→ **ASSIGNED TASK**: If a line below contains the string "Parser", copy it out.

= Beginning of Section =

//! Curvature search over a chunked dynamic spectrum
//!
//! Reads a dynamic spectrum from CSV (one row per channel, one column per
//! sample) or generates a synthetic thin-screen spectrum, tiles it into
//! chunks, runs the theta-theta curvature search on every chunk and writes
//! one estimate per chunk to CSV.

use std::path::{Path, PathBuf};

use anyhow::{bail, Context};
use chrono::Local;
use clap::{Parser, ValueEnum};
use indicatif::{ProgressBar, ProgressStyle};
use log::{info, warn};

use thth::chunking::{chunk_params, run_chunks, ChunkLayout};
use thth::io::{read_dynspec_csv, write_estimates_csv};
use thth::range_arg::EtaRangeArg;
use thth::search::SearchConfig;
use thth::spectra::{DynamicSpectrum, SpectralAxes};
use thth::synthetic::{add_noise, random_screen, synthetic_dynamic_spectrum};
use thth::units::{Curvature, Frequency, FrequencyExt, Time, TimeExt};
use thth::EdgeSpec;

const DEFAULT_CSV_FILENAME: &str = "thth_estimates_YYYYMMDD_HHMMSS.csv";

/// Theta edge layout
#[derive(Debug, Clone, Copy, ValueEnum)]
enum EdgeKind {
    /// Evenly spaced in theta
    Linear,
    /// Equal arc length along the parabola at the middle of the search range
    ArcLength,
}

impl std::fmt::Display for EdgeKind {
    fn fmt(&self, f: &mut std::fmt::Formatter<'_>) -> std::fmt::Result {
        match self {
            EdgeKind::Linear => write!(f, "linear"),
            EdgeKind::ArcLength => write!(f, "arc-length"),
        }
    }
}

#[derive(Parser, Debug)]
#[command(
    name = "Theta-theta Curvature Search",
    about = "Estimates scintillation arc curvature per chunk of a dynamic spectrum",
    long_about = None
)]
struct Args {
    /// Dynamic spectrum CSV (rows are frequency channels, columns are time samples)
    #[arg(short, long, required_unless_present = "synthetic_eta")]
    input: Option<PathBuf>,

    /// Generate a synthetic spectrum at this curvature (s^3) instead of reading a file
    #[arg(long, conflicts_with = "input")]
    synthetic_eta: Option<f64>,

    /// Frequency of the first channel in MHz
    #[arg(long, default_value_t = 1400.0)]
    freq_start_mhz: f64,

    /// Channel width in MHz
    #[arg(long, default_value_t = 0.1)]
    channel_width_mhz: f64,

    /// Time of the first sample in seconds
    #[arg(long, default_value_t = 0.0)]
    time_start_s: f64,

    /// Sample time in seconds
    #[arg(long, default_value_t = 10.0)]
    sample_time_s: f64,

    /// Channels in a synthetic spectrum
    #[arg(long, default_value_t = 128)]
    synthetic_channels: usize,

    /// Samples in a synthetic spectrum
    #[arg(long, default_value_t = 128)]
    synthetic_samples: usize,

    /// Scattered images in a synthetic screen
    #[arg(long, default_value_t = 40)]
    synthetic_images: usize,

    /// Gaussian noise added to a synthetic spectrum
    #[arg(long, default_value_t = 0.0)]
    noise: f64,

    /// Seed for the synthetic screen and noise
    #[arg(long, default_value_t = 0)]
    seed: u64,

    /// Curvature search range in s^3 (low:high)
    /// Example: --eta-range 0.005:0.02
    #[arg(long, default_value = "0.005:0.02")]
    eta_range: EtaRangeArg,

    /// Frequency channels per chunk
    #[arg(long, default_value_t = 64)]
    chunk_channels: usize,

    /// Time samples per chunk
    #[arg(long, default_value_t = 64)]
    chunk_samples: usize,

    /// Theta edge layout
    #[arg(long, value_enum, default_value_t = EdgeKind::Linear)]
    edges: EdgeKind,

    /// Largest theta (Doppler frequency) covered by the edges, in mHz.
    /// Also bounds the images of a synthetic screen.
    #[arg(long, default_value_t = 12.0)]
    theta_max_mhz: f64,

    /// Number of theta edges
    #[arg(long, default_value_t = 64)]
    n_edges: usize,

    /// Candidate curvatures per search
    #[arg(long, default_value_t = 100)]
    n_candidates: usize,

    /// Extra copies of each chunk axis appended as padding before the FFT
    #[arg(long, default_value_t = 3)]
    pad: usize,

    /// Run chunks one at a time
    #[arg(long)]
    serial: bool,

    /// Write a diagnostic figure per chunk
    #[arg(long)]
    plot: bool,

    /// Directory for diagnostic figures
    #[arg(long, default_value = "thth_plots")]
    plot_dir: PathBuf,

    /// Output CSV file for the estimates
    #[arg(short, long, default_value = DEFAULT_CSV_FILENAME)]
    output_csv: String,
}

fn load_spectrum(args: &Args) -> anyhow::Result<DynamicSpectrum> {
    let freq_start = Frequency::from_megahertz(args.freq_start_mhz);
    let channel_width = Frequency::from_megahertz(args.channel_width_mhz);
    let time_start = Time::from_seconds(args.time_start_s);
    let sample_time = Time::from_seconds(args.sample_time_s);

    if let Some(path) = &args.input {
        return read_dynspec_csv(path, freq_start, channel_width, time_start, sample_time)
            .with_context(|| format!("Failed to read dynamic spectrum from {}", path.display()));
    }

    let Some(eta) = args.synthetic_eta else {
        bail!("Either --input or --synthetic-eta is required");
    };
    let freqs: Vec<Frequency> = (0..args.synthetic_channels)
        .map(|i| freq_start + channel_width * i as f64)
        .collect();
    let times: Vec<Time> = (0..args.synthetic_samples)
        .map(|i| time_start + sample_time * i as f64)
        .collect();

    let images = random_screen(
        args.synthetic_images,
        Frequency::from_millihertz(args.theta_max_mhz),
        args.seed,
    );
    let dspec = synthetic_dynamic_spectrum(
        &images,
        Curvature::from_seconds_cubed(eta),
        &freqs,
        &times,
    )?;
    info!(
        "Synthetic spectrum: {} images at eta = {eta} s^3",
        images.len()
    );

    if args.noise > 0.0 {
        Ok(add_noise(&dspec, args.noise, args.seed.wrapping_add(1))?)
    } else {
        Ok(dspec)
    }
}

fn edge_spec(args: &Args) -> EdgeSpec {
    let theta_max = Frequency::from_millihertz(args.theta_max_mhz);
    match args.edges {
        EdgeKind::Linear => EdgeSpec::Linear {
            max: theta_max,
            n: args.n_edges,
        },
        EdgeKind::ArcLength => EdgeSpec::ArcLength {
            eta: args.eta_range.midpoint(),
            fd_max: theta_max,
            n: args.n_edges,
        },
    }
}

fn output_filename(template: &str) -> String {
    let timestamp = Local::now().format("%Y%m%d_%H%M%S").to_string();
    template.replace("YYYYMMDD_HHMMSS", &timestamp)
}

fn main() -> anyhow::Result<()> {
    env_logger::init();
    let args = Args::parse();

    let dspec = load_spectrum(&args)?;
    let (n_freq, n_time) = dspec.dim();
    info!("Dynamic spectrum: {n_freq} channels x {n_time} samples");
    info!("Curvature range (s^3): {}", args.eta_range);
    info!("Theta edges: {} ({} edges to {} mHz)", args.edges, args.n_edges, args.theta_max_mhz);

    let layout = ChunkLayout::new(args.chunk_channels, args.chunk_samples);
    let (n_f, n_t) = layout.grid(&dspec);
    if n_f == 0 || n_t == 0 {
        bail!(
            "Chunk size {}x{} does not fit in a {n_freq}x{n_time} spectrum",
            args.chunk_channels,
            args.chunk_samples
        );
    }
    info!("Chunks: {n_f} in frequency x {n_t} in time");

    // Chunks share one spacing, so the first one fixes the edge layout
    let first = layout.chunk(&dspec, 0, 0)?;
    let axes = SpectralAxes::new(first.tau_axis(args.pad), first.fd_axis(args.pad));
    let edges = edge_spec(&args).build(&axes);

    if args.plot {
        std::fs::create_dir_all(&args.plot_dir).with_context(|| {
            format!("Failed to create plot directory {}", args.plot_dir.display())
        })?;
    }

    let config = SearchConfig {
        n_candidates: args.n_candidates,
        pad: args.pad,
        ..SearchConfig::default()
    };
    let params = chunk_params(
        &dspec,
        layout,
        args.eta_range.low(),
        args.eta_range.high(),
        &edges,
        &args.plot_dir,
        "chunk",
        args.plot,
        config,
    )?;

    let progress_style = ProgressStyle::default_bar()
        .template("{msg} [{bar:40.cyan/blue}] {pos}/{len} ({eta})")
        .context("Invalid progress bar template")?
        .progress_chars("█▉▊▋▌▍▎▏ ");
    let pb = ProgressBar::new(params.len() as u64);
    pb.set_style(progress_style);
    pb.set_message("Searching chunks");

    let estimates = run_chunks(&params, !args.serial, || pb.inc(1));
    pb.finish_with_message("Search complete");

    let output = output_filename(&args.output_csv);
    write_estimates_csv(Path::new(&output), &estimates)
        .with_context(|| format!("Failed to write estimates to {output}"))?;

    let determined: Vec<f64> = estimates
        .iter()
        .filter(|e| e.is_determined())
        .map(|e| e.eta.as_seconds_cubed())
        .collect();
    if determined.is_empty() {
        warn!("No chunk produced a curvature estimate");
    } else {
        let mean = determined.iter().sum::<f64>() / determined.len() as f64;
        info!(
            "{} of {} chunks determined, mean eta = {mean:.4e} s^3",
            determined.len(),
            estimates.len()
        );
    }
    info!("Estimates written to {output}");

    Ok(())
}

= End of Section =

→ **EXERCISE ANSWER**:
use clap::{Parser, ValueEnum};
#[derive(Parser, Debug)]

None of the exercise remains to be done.